WWII Submarine USS S-28, Missing for 73 Years
Discovered off Hawaii in 2017
STEP (Search for Those on Eternal Patrol) Ventures is pleased to announce its team, led by award winning explorer Tim Taylor, has discovered the lost WWII Submarine USS S-28. Considered to be one of the most important lost ships in the central Pacific, the USS S-28 sank on July 4th, 1944 and was discovered, explored and surveyed in 2650 meters (8700 feet) of water off the coast of Oahu, Hawaii. She holds an entombed crew of 49 US sailors.
USS S-28 History and Expedition
The data collected to date of the USS S-28, consisting of mapping and filming of the wreck by the discovery team, will be shared with the US Navy for use in helping to determine the cause of its loss.

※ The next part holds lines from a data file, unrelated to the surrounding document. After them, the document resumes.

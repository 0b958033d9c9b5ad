use std::sync::Arc;

use axum::{
    extract::{Query, State},
    http::{StatusCode, Uri},
    response::{IntoResponse, Response},
    Json,
};
use chrono::Utc;
use serde::Deserialize;
use tracing::error;
use validator::{Validate, ValidationErrors, ValidationErrorsKind};

use crate::application::AccountService;
use crate::domain::{AccountError, CustomerUpdate, NewCustomer};
use crate::infrastructure::AppConfig;
use crate::web::dto::{
    CustomerDto, ErrorResponseDto, ResponseDto, MOBILE_NUMBER_RE,
};

pub const STATUS_201: &str = "201";
pub const MESSAGE_201: &str = "Account created successfully";
pub const STATUS_200: &str = "200";
pub const MESSAGE_200: &str = "Request processed successfully";
pub const STATUS_417: &str = "417";
pub const MESSAGE_417_UPDATE: &str =
    "Update operation failed. Please try again or contact Dev team";
pub const MESSAGE_417_DELETE: &str =
    "Delete operation failed. Please try again or contact Dev team";

pub type AppState = (Arc<AccountService>, Arc<AppConfig>);

/// A workflow or boundary failure, tagged with the path it occurred on so
/// the error envelope can report it.
#[derive(Debug)]
pub struct ApiError {
    api_path: String,
    status: StatusCode,
    message: String,
}

impl ApiError {
    /// Every workflow failure surfaces as 500 with the structured error
    /// envelope. Callers distinguish the cases by message, not status.
    pub fn workflow(api_path: &str, err: AccountError) -> Self {
        error!(path = api_path, error = %err, "request failed");
        Self {
            api_path: api_path.to_string(),
            status: StatusCode::INTERNAL_SERVER_ERROR,
            message: err.to_string(),
        }
    }

    /// Boundary shape violations are rejected before the workflow runs.
    pub fn validation(api_path: &str, errors: ValidationErrors) -> Self {
        Self {
            api_path: api_path.to_string(),
            status: StatusCode::BAD_REQUEST,
            message: flatten_validation_errors(&errors),
        }
    }
}

impl IntoResponse for ApiError {
    fn into_response(self) -> Response {
        let body = ErrorResponseDto {
            api_path: self.api_path,
            error_code: self.status.as_u16(),
            error_message: self.message,
            error_time: Utc::now(),
        };
        (self.status, Json(body)).into_response()
    }
}

fn flatten_validation_errors(errors: &ValidationErrors) -> String {
    fn collect(errors: &ValidationErrors, messages: &mut Vec<String>) {
        for (field, kind) in errors.errors() {
            match kind {
                ValidationErrorsKind::Field(field_errors) => {
                    for field_error in field_errors {
                        match &field_error.message {
                            Some(message) => messages.push(message.to_string()),
                            None => messages.push(format!("{field} is invalid")),
                        }
                    }
                }
                ValidationErrorsKind::Struct(nested) => collect(nested, messages),
                ValidationErrorsKind::List(nested_list) => {
                    for nested in nested_list.values() {
                        collect(nested, messages);
                    }
                }
            }
        }
    }

    let mut messages = Vec::new();
    collect(errors, &mut messages);
    messages.sort();
    messages.join(", ")
}

#[derive(Debug, Deserialize, Validate)]
pub struct MobileNumberParams {
    #[serde(rename = "mobileNumber")]
    #[validate(regex(path = "MOBILE_NUMBER_RE", message = "Mobile Number should be 10 digits"))]
    pub mobile_number: String,
}

pub async fn create_account(
    State((service, _)): State<AppState>,
    uri: Uri,
    Json(payload): Json<CustomerDto>,
) -> Result<impl IntoResponse, ApiError> {
    payload
        .validate()
        .map_err(|e| ApiError::validation(uri.path(), e))?;

    service
        .create_account(NewCustomer::from(payload))
        .await
        .map_err(|e| ApiError::workflow(uri.path(), e))?;

    Ok((
        StatusCode::CREATED,
        Json(ResponseDto::new(STATUS_201, MESSAGE_201)),
    ))
}

pub async fn fetch_account_details(
    State((service, _)): State<AppState>,
    uri: Uri,
    Query(params): Query<MobileNumberParams>,
) -> Result<Json<CustomerDto>, ApiError> {
    params
        .validate()
        .map_err(|e| ApiError::validation(uri.path(), e))?;

    let view = service
        .fetch_account(&params.mobile_number)
        .await
        .map_err(|e| ApiError::workflow(uri.path(), e))?;

    Ok(Json(CustomerDto::from(view)))
}

pub async fn update_account_details(
    State((service, _)): State<AppState>,
    uri: Uri,
    Json(payload): Json<CustomerDto>,
) -> Result<impl IntoResponse, ApiError> {
    payload
        .validate()
        .map_err(|e| ApiError::validation(uri.path(), e))?;

    let updated = service
        .update_account(CustomerUpdate::from(payload))
        .await
        .map_err(|e| ApiError::workflow(uri.path(), e))?;

    if updated {
        Ok((
            StatusCode::OK,
            Json(ResponseDto::new(STATUS_200, MESSAGE_200)),
        ))
    } else {
        Ok((
            StatusCode::EXPECTATION_FAILED,
            Json(ResponseDto::new(STATUS_417, MESSAGE_417_UPDATE)),
        ))
    }
}

pub async fn delete_account(
    State((service, _)): State<AppState>,
    uri: Uri,
    Query(params): Query<MobileNumberParams>,
) -> Result<impl IntoResponse, ApiError> {
    params
        .validate()
        .map_err(|e| ApiError::validation(uri.path(), e))?;

    let deleted = service
        .delete_account(&params.mobile_number)
        .await
        .map_err(|e| ApiError::workflow(uri.path(), e))?;

    if deleted {
        Ok((
            StatusCode::OK,
            Json(ResponseDto::new(STATUS_200, MESSAGE_200)),
        ))
    } else {
        Ok((
            StatusCode::EXPECTATION_FAILED,
            Json(ResponseDto::new(STATUS_417, MESSAGE_417_DELETE)),
        ))
    }
}

pub async fn build_info(State((_, config)): State<AppState>) -> impl IntoResponse {
    format!("Current Build Version: {}", config.build_version)
}

pub async fn contact_info(State((_, config)): State<AppState>) -> impl IntoResponse {
    Json(config.contact_info.clone())
}

pub async fn health_check() -> impl IntoResponse {
    StatusCode::OK
}
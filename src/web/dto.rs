use once_cell::sync::Lazy;
use regex::Regex;
use serde::{Deserialize, Serialize};
use validator::Validate;

use crate::domain::{
    Account, AccountUpdate, CustomerUpdate, CustomerWithAccount, NewCustomer,
};

pub static MOBILE_NUMBER_RE: Lazy<Regex> = Lazy::new(|| Regex::new(r"^[0-9]{10}$").unwrap());

/// Wire shape for account details, nested under the customer payload.
#[derive(Debug, Clone, Serialize, Deserialize, Validate, PartialEq)]
#[serde(rename_all = "camelCase")]
pub struct AccountsDto {
    #[validate(range(
        min = 1_000_000_000,
        max = 9_999_999_999,
        message = "Account Number must be 10 digits"
    ))]
    pub account_number: i64,
    #[validate(length(min = 1, message = "Account type can not be null or empty"))]
    pub account_type: String,
    #[validate(length(min = 1, message = "Branch address can not be null or empty"))]
    pub branch_address: String,
}

/// Wire shape for customer details. The account sub-object is absent on
/// create requests and optional on update requests.
#[derive(Debug, Clone, Serialize, Deserialize, Validate, PartialEq)]
#[serde(rename_all = "camelCase")]
pub struct CustomerDto {
    #[validate(length(min = 3, max = 30, message = "Name must be between 3 and 30 characters"))]
    pub name: String,
    #[validate(email(message = "Email should be valid"))]
    pub email: String,
    #[validate(regex(path = "MOBILE_NUMBER_RE", message = "Mobile Number should be 10 digits"))]
    pub mobile_number: String,
    #[validate]
    #[serde(default, skip_serializing_if = "Option::is_none")]
    pub accounts_dto: Option<AccountsDto>,
}

/// Success envelope.
#[derive(Debug, Clone, Serialize, Deserialize)]
#[serde(rename_all = "camelCase")]
pub struct ResponseDto {
    pub status_code: String,
    pub status_msg: String,
}

impl ResponseDto {
    pub fn new(status_code: &str, status_msg: &str) -> Self {
        Self {
            status_code: status_code.to_string(),
            status_msg: status_msg.to_string(),
        }
    }
}

/// Error envelope: which path failed, with what code, message and time.
#[derive(Debug, Clone, Serialize, Deserialize)]
#[serde(rename_all = "camelCase")]
pub struct ErrorResponseDto {
    pub api_path: String,
    pub error_code: u16,
    pub error_message: String,
    pub error_time: chrono::DateTime<chrono::Utc>,
}

impl From<Account> for AccountsDto {
    fn from(account: Account) -> Self {
        Self {
            account_number: account.account_number,
            account_type: account.account_type,
            branch_address: account.branch_address,
        }
    }
}

impl From<CustomerWithAccount> for CustomerDto {
    fn from(view: CustomerWithAccount) -> Self {
        Self {
            name: view.customer.name,
            email: view.customer.email,
            mobile_number: view.customer.mobile_number,
            accounts_dto: Some(AccountsDto::from(view.account)),
        }
    }
}

impl From<CustomerDto> for NewCustomer {
    fn from(dto: CustomerDto) -> Self {
        Self {
            name: dto.name,
            email: dto.email,
            mobile_number: dto.mobile_number,
        }
    }
}

impl From<CustomerDto> for CustomerUpdate {
    fn from(dto: CustomerDto) -> Self {
        Self {
            name: dto.name,
            email: dto.email,
            mobile_number: dto.mobile_number,
            account: dto.accounts_dto.map(|account| AccountUpdate {
                account_number: account.account_number,
                account_type: account.account_type,
                branch_address: account.branch_address,
            }),
        }
    }
}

The keel of USS S-28 (SS-133) was laid down in April of 1919, just months after the end of the First World War. This S-Class Submarine was commissioned December 13, 1923 and spent 16 years taking part in various Navy exercises in the Caribbean and eventually in the Pacific. When the bombs fell on December 7th, she was being overhauled at Mare Island Naval Shipyard outside of San Francisco, California. She was one of several S-boats that were put into service in World War II and was initially sent to Alaska to defend the Aleutians against a possible Japanese invasion. The S-28 was later lost during a naval training exercise off the coast of Oahu on July 4, 1944.
Expedition S-28 used state of the art deep water autonomous underwater vehicles (AUVs) as well as a remotely operated vehicle (ROV). STEP is pleased to be teaming with Mr. Taylor, who has a reputation for working with the latest in undersea technology in collaboration with top specialists in underwater exploration. This is Mr. Taylor's third US WWI submarine discovery since 2010 and is now part of his ongoing "Lost 52 Project." STEP looks forward to continuing to work with the "Lost 52 Project" and shares its commitment to preserving and honoring the legacy of lost WWII Submariners and the bravery of our sailors for future generations.
The STEP team plans to search for and document additional lost WWII submarines as well as other historically significant vessels that their research determines have a probability of being found using a combination of archival research and the latest in subsea search technology.